**Problem description**.
Which lines have the string "rule"? Copy all of them from the entries below.

(Collected data entries)

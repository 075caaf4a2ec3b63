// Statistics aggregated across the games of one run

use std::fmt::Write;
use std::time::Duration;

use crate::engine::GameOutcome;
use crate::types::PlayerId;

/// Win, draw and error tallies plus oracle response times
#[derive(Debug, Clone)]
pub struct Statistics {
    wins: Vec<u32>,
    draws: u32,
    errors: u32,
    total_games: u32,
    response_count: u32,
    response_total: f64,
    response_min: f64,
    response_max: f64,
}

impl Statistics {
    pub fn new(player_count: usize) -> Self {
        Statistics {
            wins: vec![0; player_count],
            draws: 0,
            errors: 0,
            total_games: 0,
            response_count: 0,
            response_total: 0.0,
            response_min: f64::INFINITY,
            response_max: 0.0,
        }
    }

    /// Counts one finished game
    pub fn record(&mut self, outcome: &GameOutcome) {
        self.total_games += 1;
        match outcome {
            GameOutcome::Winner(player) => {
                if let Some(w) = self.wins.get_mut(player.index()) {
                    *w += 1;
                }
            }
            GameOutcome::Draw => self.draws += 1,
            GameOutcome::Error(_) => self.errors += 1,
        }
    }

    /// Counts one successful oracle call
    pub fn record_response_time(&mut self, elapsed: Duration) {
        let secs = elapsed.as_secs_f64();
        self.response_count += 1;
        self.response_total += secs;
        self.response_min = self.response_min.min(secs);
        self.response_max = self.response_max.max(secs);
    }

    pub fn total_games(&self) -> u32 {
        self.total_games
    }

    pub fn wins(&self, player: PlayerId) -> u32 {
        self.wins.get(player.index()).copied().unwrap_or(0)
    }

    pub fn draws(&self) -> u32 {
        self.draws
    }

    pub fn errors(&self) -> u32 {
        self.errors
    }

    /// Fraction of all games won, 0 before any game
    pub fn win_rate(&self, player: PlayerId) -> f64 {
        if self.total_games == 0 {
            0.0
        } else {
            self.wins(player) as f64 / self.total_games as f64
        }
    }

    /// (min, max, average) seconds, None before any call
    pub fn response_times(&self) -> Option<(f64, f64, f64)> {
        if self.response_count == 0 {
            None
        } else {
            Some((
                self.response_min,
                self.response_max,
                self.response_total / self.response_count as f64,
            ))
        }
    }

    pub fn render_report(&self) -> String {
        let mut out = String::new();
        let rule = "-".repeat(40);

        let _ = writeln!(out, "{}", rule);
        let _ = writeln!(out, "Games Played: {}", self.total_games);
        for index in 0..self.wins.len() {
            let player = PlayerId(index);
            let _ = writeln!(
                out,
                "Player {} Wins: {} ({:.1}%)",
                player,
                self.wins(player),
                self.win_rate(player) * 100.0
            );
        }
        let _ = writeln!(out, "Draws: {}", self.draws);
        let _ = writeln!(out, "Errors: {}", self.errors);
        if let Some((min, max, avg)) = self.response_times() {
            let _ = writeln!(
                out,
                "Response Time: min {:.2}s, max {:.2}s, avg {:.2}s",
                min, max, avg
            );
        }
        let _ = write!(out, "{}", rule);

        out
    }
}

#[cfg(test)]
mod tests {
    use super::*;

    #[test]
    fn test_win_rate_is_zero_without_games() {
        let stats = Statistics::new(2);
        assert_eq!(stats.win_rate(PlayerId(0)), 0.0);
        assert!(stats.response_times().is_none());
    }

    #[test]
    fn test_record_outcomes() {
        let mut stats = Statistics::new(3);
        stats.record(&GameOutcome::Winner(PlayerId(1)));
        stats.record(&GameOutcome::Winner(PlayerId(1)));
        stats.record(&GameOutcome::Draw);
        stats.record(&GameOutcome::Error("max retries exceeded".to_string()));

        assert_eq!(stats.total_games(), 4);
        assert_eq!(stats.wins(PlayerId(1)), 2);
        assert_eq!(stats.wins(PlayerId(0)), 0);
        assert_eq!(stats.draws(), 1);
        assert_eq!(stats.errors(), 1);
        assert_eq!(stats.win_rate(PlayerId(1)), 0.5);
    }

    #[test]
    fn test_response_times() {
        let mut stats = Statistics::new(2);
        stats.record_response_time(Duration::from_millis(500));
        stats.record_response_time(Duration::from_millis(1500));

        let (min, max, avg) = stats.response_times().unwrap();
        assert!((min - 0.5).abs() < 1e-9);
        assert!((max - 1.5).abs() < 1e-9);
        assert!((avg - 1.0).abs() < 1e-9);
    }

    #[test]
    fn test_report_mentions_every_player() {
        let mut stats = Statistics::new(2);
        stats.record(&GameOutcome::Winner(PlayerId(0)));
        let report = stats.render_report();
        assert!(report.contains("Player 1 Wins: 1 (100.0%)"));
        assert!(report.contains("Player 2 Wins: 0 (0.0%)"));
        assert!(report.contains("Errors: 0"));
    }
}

**Response to the exercise**.
        let rule = "-".repeat(40);
        let _ = writeln!(out, "{}", rule);
        let _ = write!(out, "{}", rule);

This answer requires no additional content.